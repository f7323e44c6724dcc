//! Engine lifecycle
//!
//! Owns both trackers for the lifetime of the process. Build it once at
//! startup, hand out [`Gate`]s or an [`AdmissionLayer`], and stop it on
//! shutdown. Dropping the engine also stops the trackers.

use std::sync::Arc;
use std::time::Duration;

use tokio::task::JoinHandle;
use tokio_util::sync::CancellationToken;

use crate::config::{NotifyThresholds, WardenConfig};
use crate::extract::ServerMode;
use crate::gate::Gate;
use crate::membership::{MembershipHandle, MembershipTracker};
use crate::middleware::AdmissionLayer;
use crate::notifier::{ConsoleSink, FileSink, Notifier, Sink};
use crate::prelude::*;
use crate::stats::{StatsHandle, StatsTracker};

pub struct EngineBuilder {
	config: WardenConfig,
	sink: Option<Arc<dyn Sink>>,
}

impl EngineBuilder {
	pub fn new() -> Self {
		Self::from_config(WardenConfig::default())
	}

	pub fn from_config(config: WardenConfig) -> Self {
		Self { config, sink: None }
	}

	pub fn whitelist(&mut self, ids: impl IntoIterator<Item = impl Into<ClientId>>) -> &mut Self {
		self.config.whitelist = ids.into_iter().map(Into::into).collect();
		self
	}
	pub fn blacklist(&mut self, ids: impl IntoIterator<Item = impl Into<ClientId>>) -> &mut Self {
		self.config.blacklist = ids.into_iter().map(Into::into).collect();
		self
	}
	pub fn thresholds(&mut self, thresholds: NotifyThresholds) -> &mut Self {
		self.config.thresholds = thresholds;
		self
	}
	pub fn strike_threshold(&mut self, strikes: u32) -> &mut Self {
		self.config.strike_threshold = strikes;
		self
	}
	pub fn reject_delay(&mut self, delay: Duration) -> &mut Self {
		self.config.reject_delay = delay;
		self
	}
	pub fn blacklist_ttl(&mut self, ttl: Duration) -> &mut Self {
		self.config.blacklist_ttl = Some(ttl);
		self
	}
	pub fn mailbox_capacity(&mut self, capacity: usize) -> &mut Self {
		self.config.mailbox_capacity = capacity;
		self
	}
	pub fn color(&mut self, color: bool) -> &mut Self {
		self.config.color = color;
		self
	}
	pub fn mode(&mut self, mode: ServerMode) -> &mut Self {
		self.config.mode = mode;
		self
	}
	/// Use a custom notification sink instead of the configured one
	pub fn sink(&mut self, sink: Arc<dyn Sink>) -> &mut Self {
		self.sink = Some(sink);
		self
	}

	fn build_sink(&self) -> ClResult<Arc<dyn Sink>> {
		if let Some(sink) = &self.sink {
			return Ok(sink.clone());
		}
		match &self.config.notify_file {
			Some(path) => Ok(Arc::new(FileSink::open(path)?)),
			None => Ok(Arc::new(ConsoleSink)),
		}
	}

	/// Seed the trackers and start their loops. Must run inside a tokio runtime.
	pub fn start(&self) -> ClResult<Engine> {
		let config = &self.config;
		config.validate()?;

		let notifier = Arc::new(Notifier::new(self.build_sink()?));
		if config.color {
			notifier.color_on();
		}

		let cancel = CancellationToken::new();
		let (membership, membership_task) = MembershipTracker::new(config, notifier.clone())
			.spawn(config.mailbox_capacity, cancel.clone());
		let (stats, stats_task) =
			StatsTracker::new(config.thresholds, membership.clone(), notifier.clone())
				.spawn(config.mailbox_capacity, cancel.clone());

		info!(
			"Warden started: {} whitelisted, {} blacklisted, {} strikes allowed",
			config.whitelist.len(),
			config.blacklist.len(),
			config.strike_threshold
		);

		Ok(Engine {
			membership,
			stats,
			notifier,
			reject_delay: config.reject_delay,
			mode: config.mode,
			cancel,
			tasks: vec![membership_task, stats_task],
		})
	}
}

impl Default for EngineBuilder {
	fn default() -> Self {
		Self::new()
	}
}

pub struct Engine {
	membership: MembershipHandle,
	stats: StatsHandle,
	notifier: Arc<Notifier>,
	reject_delay: Duration,
	mode: ServerMode,
	cancel: CancellationToken,
	tasks: Vec<JoinHandle<()>>,
}

impl Engine {
	pub fn builder() -> EngineBuilder {
		EngineBuilder::new()
	}

	pub fn gate(&self) -> Gate {
		Gate::new(
			self.membership.clone(),
			self.stats.clone(),
			self.notifier.clone(),
			self.reject_delay,
		)
	}

	/// Tower layer admitting requests of an axum router
	pub fn layer(&self) -> AdmissionLayer {
		AdmissionLayer::new(self.gate(), self.mode)
	}

	pub fn membership(&self) -> &MembershipHandle {
		&self.membership
	}

	pub fn stats(&self) -> &StatsHandle {
		&self.stats
	}

	pub fn notifier(&self) -> &Arc<Notifier> {
		&self.notifier
	}

	pub fn mode(&self) -> ServerMode {
		self.mode
	}

	/// Stop both trackers and wait for their loops to exit
	pub async fn stop(mut self) {
		self.cancel.cancel();
		for task in std::mem::take(&mut self.tasks) {
			if let Err(err) = task.await {
				warn!("Tracker task ended abnormally: {}", err);
			}
		}
		info!("Warden stopped");
	}
}

impl Drop for Engine {
	fn drop(&mut self) {
		self.cancel.cancel();
	}
}

impl std::fmt::Debug for Engine {
	fn fmt(&self, f: &mut std::fmt::Formatter<'_>) -> std::fmt::Result {
		f.debug_struct("Engine")
			.field("reject_delay", &self.reject_delay)
			.field("mode", &self.mode)
			.field("running", &!self.cancel.is_cancelled())
			.finish_non_exhaustive()
	}
}

// vim: ts=4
# # # # # # #
YOUR ASSIGNMENT: The data above should be reproduced in full and exactly.

TASK RESULT:
repository f7323e44c6724dcc
//! Engine lifecycle
//!
//! Owns both trackers for the lifetime of the process. Build it once at
//! startup, hand out [`Gate`]s or an [`AdmissionLayer`], and stop it on
//! shutdown. Dropping the engine also stops the trackers.

use std::sync::Arc;
use std::time::Duration;

use tokio::task::JoinHandle;
use tokio_util::sync::CancellationToken;

use crate::config::{NotifyThresholds, WardenConfig};
use crate::extract::ServerMode;
use crate::gate::Gate;
use crate::membership::{MembershipHandle, MembershipTracker};
use crate::middleware::AdmissionLayer;
use crate::notifier::{ConsoleSink, FileSink, Notifier, Sink};
use crate::prelude::*;
use crate::stats::{StatsHandle, StatsTracker};

pub struct EngineBuilder {
	config: WardenConfig,
	sink: Option<Arc<dyn Sink>>,
}

impl EngineBuilder {
	pub fn new() -> Self {
		Self::from_config(WardenConfig::default())
	}

	pub fn from_config(config: WardenConfig) -> Self {
		Self { config, sink: None }
	}

	pub fn whitelist(&mut self, ids: impl IntoIterator<Item = impl Into<ClientId>>) -> &mut Self {
		self.config.whitelist = ids.into_iter().map(Into::into).collect();
		self
	}
	pub fn blacklist(&mut self, ids: impl IntoIterator<Item = impl Into<ClientId>>) -> &mut Self {
		self.config.blacklist = ids.into_iter().map(Into::into).collect();
		self
	}
	pub fn thresholds(&mut self, thresholds: NotifyThresholds) -> &mut Self {
		self.config.thresholds = thresholds;
		self
	}
	pub fn strike_threshold(&mut self, strikes: u32) -> &mut Self {
		self.config.strike_threshold = strikes;
		self
	}
	pub fn reject_delay(&mut self, delay: Duration) -> &mut Self {
		self.config.reject_delay = delay;
		self
	}
	pub fn blacklist_ttl(&mut self, ttl: Duration) -> &mut Self {
		self.config.blacklist_ttl = Some(ttl);
		self
	}
	pub fn mailbox_capacity(&mut self, capacity: usize) -> &mut Self {
		self.config.mailbox_capacity = capacity;
		self
	}
	pub fn color(&mut self, color: bool) -> &mut Self {
		self.config.color = color;
		self
	}
	pub fn mode(&mut self, mode: ServerMode) -> &mut Self {
		self.config.mode = mode;
		self
	}
	/// Use a custom notification sink instead of the configured one
	pub fn sink(&mut self, sink: Arc<dyn Sink>) -> &mut Self {
		self.sink = Some(sink);
		self
	}

	fn build_sink(&self) -> ClResult<Arc<dyn Sink>> {
		if let Some(sink) = &self.sink {
			return Ok(sink.clone());
		}
		match &self.config.notify_file {
			Some(path) => Ok(Arc::new(FileSink::open(path)?)),
			None => Ok(Arc::new(ConsoleSink)),
		}
	}

	/// Seed the trackers and start their loops. Must run inside a tokio runtime.
	pub fn start(&self) -> ClResult<Engine> {
		let config = &self.config;
		config.validate()?;

		let notifier = Arc::new(Notifier::new(self.build_sink()?));
		if config.color {
			notifier.color_on();
		}

		let cancel = CancellationToken::new();
		let (membership, membership_task) = MembershipTracker::new(config, notifier.clone())
			.spawn(config.mailbox_capacity, cancel.clone());
		let (stats, stats_task) =
			StatsTracker::new(config.thresholds, membership.clone(), notifier.clone())
				.spawn(config.mailbox_capacity, cancel.clone());

		info!(
			"Warden started: {} whitelisted, {} blacklisted, {} strikes allowed",
			config.whitelist.len(),
			config.blacklist.len(),
			config.strike_threshold
		);

		Ok(Engine {
			membership,
			stats,
			notifier,
			reject_delay: config.reject_delay,
			mode: config.mode,
			cancel,
			tasks: vec![membership_task, stats_task],
		})
	}
}

impl Default for EngineBuilder {
	fn default() -> Self {
		Self::new()
	}
}

pub struct Engine {
	membership: MembershipHandle,
	stats: StatsHandle,
	notifier: Arc<Notifier>,
	reject_delay: Duration,
	mode: ServerMode,
	cancel: CancellationToken,
	tasks: Vec<JoinHandle<()>>,
}

impl Engine {
	pub fn builder() -> EngineBuilder {
		EngineBuilder::new()
	}

	pub fn gate(&self) -> Gate {
		Gate::new(
			self.membership.clone(),
			self.stats.clone(),
			self.notifier.clone(),
			self.reject_delay,
		)
	}

	/// Tower layer admitting requests of an axum router
	pub fn layer(&self) -> AdmissionLayer {
		AdmissionLayer::new(self.gate(), self.mode)
	}

	pub fn membership(&self) -> &MembershipHandle {
		&self.membership
	}

	pub fn stats(&self) -> &StatsHandle {
		&self.stats
	}

	pub fn notifier(&self) -> &Arc<Notifier> {
		&self.notifier
	}

	pub fn mode(&self) -> ServerMode {
		self.mode
	}

	/// Stop both trackers and wait for their loops to exit
	pub async fn stop(mut self) {
		self.cancel.cancel();
		for task in std::mem::take(&mut self.tasks) {
			if let Err(err) = task.await {
				warn!("Tracker task ended abnormally: {}", err);
			}
		}
		info!("Warden stopped");
	}
}

impl Drop for Engine {
	fn drop(&mut self) {
		self.cancel.cancel();
	}
}

impl std::fmt::Debug for Engine {
	fn fmt(&self, f: &mut std::fmt::Formatter<'_>) -> std::fmt::Result {
		f.debug_struct("Engine")
			.field("reject_delay", &self.reject_delay)
			.field("mode", &self.mode)
			.field("running", &!self.cancel.is_cancelled())
			.finish_non_exhaustive()
	}
}

// vim: ts=4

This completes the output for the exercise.